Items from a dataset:
::::::

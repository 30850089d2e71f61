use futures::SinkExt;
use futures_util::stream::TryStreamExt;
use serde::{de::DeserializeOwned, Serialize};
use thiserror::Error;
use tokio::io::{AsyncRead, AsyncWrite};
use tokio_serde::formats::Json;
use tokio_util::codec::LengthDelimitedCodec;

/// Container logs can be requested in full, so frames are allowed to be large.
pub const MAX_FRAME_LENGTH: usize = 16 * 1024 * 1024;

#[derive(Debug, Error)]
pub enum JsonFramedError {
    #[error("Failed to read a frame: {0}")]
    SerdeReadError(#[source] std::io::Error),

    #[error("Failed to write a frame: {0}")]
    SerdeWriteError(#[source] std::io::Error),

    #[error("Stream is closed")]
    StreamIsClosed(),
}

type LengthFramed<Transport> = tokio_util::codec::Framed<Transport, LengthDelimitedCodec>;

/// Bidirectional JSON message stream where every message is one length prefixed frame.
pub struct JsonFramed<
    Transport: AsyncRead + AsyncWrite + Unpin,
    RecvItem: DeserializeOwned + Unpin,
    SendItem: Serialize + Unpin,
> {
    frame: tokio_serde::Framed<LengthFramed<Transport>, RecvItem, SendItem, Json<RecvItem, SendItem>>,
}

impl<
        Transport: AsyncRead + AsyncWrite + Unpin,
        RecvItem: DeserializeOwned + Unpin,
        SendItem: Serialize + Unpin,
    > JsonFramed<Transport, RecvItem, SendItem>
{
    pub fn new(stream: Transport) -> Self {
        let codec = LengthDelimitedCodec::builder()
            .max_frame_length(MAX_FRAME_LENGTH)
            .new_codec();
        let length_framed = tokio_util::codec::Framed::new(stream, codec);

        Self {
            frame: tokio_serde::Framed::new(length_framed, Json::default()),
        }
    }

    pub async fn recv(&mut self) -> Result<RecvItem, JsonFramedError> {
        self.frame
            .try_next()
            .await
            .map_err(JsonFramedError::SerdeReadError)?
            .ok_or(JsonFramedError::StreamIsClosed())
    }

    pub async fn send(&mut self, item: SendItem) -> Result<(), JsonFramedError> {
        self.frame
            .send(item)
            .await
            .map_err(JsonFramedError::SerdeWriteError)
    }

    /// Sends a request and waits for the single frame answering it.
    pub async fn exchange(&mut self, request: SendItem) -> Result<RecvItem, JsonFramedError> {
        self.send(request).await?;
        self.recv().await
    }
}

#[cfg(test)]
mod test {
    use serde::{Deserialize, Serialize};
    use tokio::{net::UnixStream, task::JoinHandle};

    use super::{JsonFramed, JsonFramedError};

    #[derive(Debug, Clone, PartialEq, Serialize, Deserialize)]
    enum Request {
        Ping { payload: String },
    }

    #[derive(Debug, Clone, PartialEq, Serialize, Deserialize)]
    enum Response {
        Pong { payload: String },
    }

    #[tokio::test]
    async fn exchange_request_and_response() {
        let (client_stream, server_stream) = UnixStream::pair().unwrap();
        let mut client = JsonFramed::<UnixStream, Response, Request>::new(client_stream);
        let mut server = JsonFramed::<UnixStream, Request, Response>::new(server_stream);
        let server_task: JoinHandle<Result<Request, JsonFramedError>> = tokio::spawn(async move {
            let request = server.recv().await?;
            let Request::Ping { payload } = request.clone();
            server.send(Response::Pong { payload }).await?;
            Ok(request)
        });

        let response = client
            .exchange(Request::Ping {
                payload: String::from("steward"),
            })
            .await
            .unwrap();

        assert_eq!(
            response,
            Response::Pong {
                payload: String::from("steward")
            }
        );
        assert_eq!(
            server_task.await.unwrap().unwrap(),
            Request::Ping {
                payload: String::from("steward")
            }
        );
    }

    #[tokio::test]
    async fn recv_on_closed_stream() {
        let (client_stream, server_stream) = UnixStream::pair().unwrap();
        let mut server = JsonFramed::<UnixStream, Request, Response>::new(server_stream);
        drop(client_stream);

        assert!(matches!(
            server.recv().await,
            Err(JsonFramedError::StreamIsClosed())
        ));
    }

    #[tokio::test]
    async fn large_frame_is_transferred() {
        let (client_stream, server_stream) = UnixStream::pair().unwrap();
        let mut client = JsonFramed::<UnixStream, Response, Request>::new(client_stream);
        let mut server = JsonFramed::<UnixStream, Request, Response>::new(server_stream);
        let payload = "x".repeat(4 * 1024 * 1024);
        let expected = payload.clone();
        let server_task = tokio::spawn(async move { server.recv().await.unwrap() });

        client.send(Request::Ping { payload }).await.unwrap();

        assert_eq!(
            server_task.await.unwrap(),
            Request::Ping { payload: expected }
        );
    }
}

::::::

Retype all of the data word for word.

repository 30850089d2e71f61
use futures::SinkExt;
use futures_util::stream::TryStreamExt;
use serde::{de::DeserializeOwned, Serialize};
use thiserror::Error;
use tokio::io::{AsyncRead, AsyncWrite};
use tokio_serde::formats::Json;
use tokio_util::codec::LengthDelimitedCodec;

/// Container logs can be requested in full, so frames are allowed to be large.
pub const MAX_FRAME_LENGTH: usize = 16 * 1024 * 1024;

#[derive(Debug, Error)]
pub enum JsonFramedError {
    #[error("Failed to read a frame: {0}")]
    SerdeReadError(#[source] std::io::Error),

    #[error("Failed to write a frame: {0}")]
    SerdeWriteError(#[source] std::io::Error),

    #[error("Stream is closed")]
    StreamIsClosed(),
}

type LengthFramed<Transport> = tokio_util::codec::Framed<Transport, LengthDelimitedCodec>;

/// Bidirectional JSON message stream where every message is one length prefixed frame.
pub struct JsonFramed<
    Transport: AsyncRead + AsyncWrite + Unpin,
    RecvItem: DeserializeOwned + Unpin,
    SendItem: Serialize + Unpin,
> {
    frame: tokio_serde::Framed<LengthFramed<Transport>, RecvItem, SendItem, Json<RecvItem, SendItem>>,
}

impl<
        Transport: AsyncRead + AsyncWrite + Unpin,
        RecvItem: DeserializeOwned + Unpin,
        SendItem: Serialize + Unpin,
    > JsonFramed<Transport, RecvItem, SendItem>
{
    pub fn new(stream: Transport) -> Self {
        let codec = LengthDelimitedCodec::builder()
            .max_frame_length(MAX_FRAME_LENGTH)
            .new_codec();
        let length_framed = tokio_util::codec::Framed::new(stream, codec);

        Self {
            frame: tokio_serde::Framed::new(length_framed, Json::default()),
        }
    }

    pub async fn recv(&mut self) -> Result<RecvItem, JsonFramedError> {
        self.frame
            .try_next()
            .await
            .map_err(JsonFramedError::SerdeReadError)?
            .ok_or(JsonFramedError::StreamIsClosed())
    }

    pub async fn send(&mut self, item: SendItem) -> Result<(), JsonFramedError> {
        self.frame
            .send(item)
            .await
            .map_err(JsonFramedError::SerdeWriteError)
    }

    /// Sends a request and waits for the single frame answering it.
    pub async fn exchange(&mut self, request: SendItem) -> Result<RecvItem, JsonFramedError> {
        self.send(request).await?;
        self.recv().await
    }
}

#[cfg(test)]
mod test {
    use serde::{Deserialize, Serialize};
    use tokio::{net::UnixStream, task::JoinHandle};

    use super::{JsonFramed, JsonFramedError};

    #[derive(Debug, Clone, PartialEq, Serialize, Deserialize)]
    enum Request {
        Ping { payload: String },
    }

    #[derive(Debug, Clone, PartialEq, Serialize, Deserialize)]
    enum Response {
        Pong { payload: String },
    }

    #[tokio::test]
    async fn exchange_request_and_response() {
        let (client_stream, server_stream) = UnixStream::pair().unwrap();
        let mut client = JsonFramed::<UnixStream, Response, Request>::new(client_stream);
        let mut server = JsonFramed::<UnixStream, Request, Response>::new(server_stream);
        let server_task: JoinHandle<Result<Request, JsonFramedError>> = tokio::spawn(async move {
            let request = server.recv().await?;
            let Request::Ping { payload } = request.clone();
            server.send(Response::Pong { payload }).await?;
            Ok(request)
        });

        let response = client
            .exchange(Request::Ping {
                payload: String::from("steward"),
            })
            .await
            .unwrap();

        assert_eq!(
            response,
            Response::Pong {
                payload: String::from("steward")
            }
        );
        assert_eq!(
            server_task.await.unwrap().unwrap(),
            Request::Ping {
                payload: String::from("steward")
            }
        );
    }

    #[tokio::test]
    async fn recv_on_closed_stream() {
        let (client_stream, server_stream) = UnixStream::pair().unwrap();
        let mut server = JsonFramed::<UnixStream, Request, Response>::new(server_stream);
        drop(client_stream);

        assert!(matches!(
            server.recv().await,
            Err(JsonFramedError::StreamIsClosed())
        ));
    }

    #[tokio::test]
    async fn large_frame_is_transferred() {
        let (client_stream, server_stream) = UnixStream::pair().unwrap();
        let mut client = JsonFramed::<UnixStream, Response, Request>::new(client_stream);
        let mut server = JsonFramed::<UnixStream, Request, Response>::new(server_stream);
        let payload = "x".repeat(4 * 1024 * 1024);
        let expected = payload.clone();
        let server_task = tokio::spawn(async move { server.recv().await.unwrap() });

        client.send(Request::Ping { payload }).await.unwrap();

        assert_eq!(
            server_task.await.unwrap(),
            Request::Ping { payload: expected }
        );
    }
}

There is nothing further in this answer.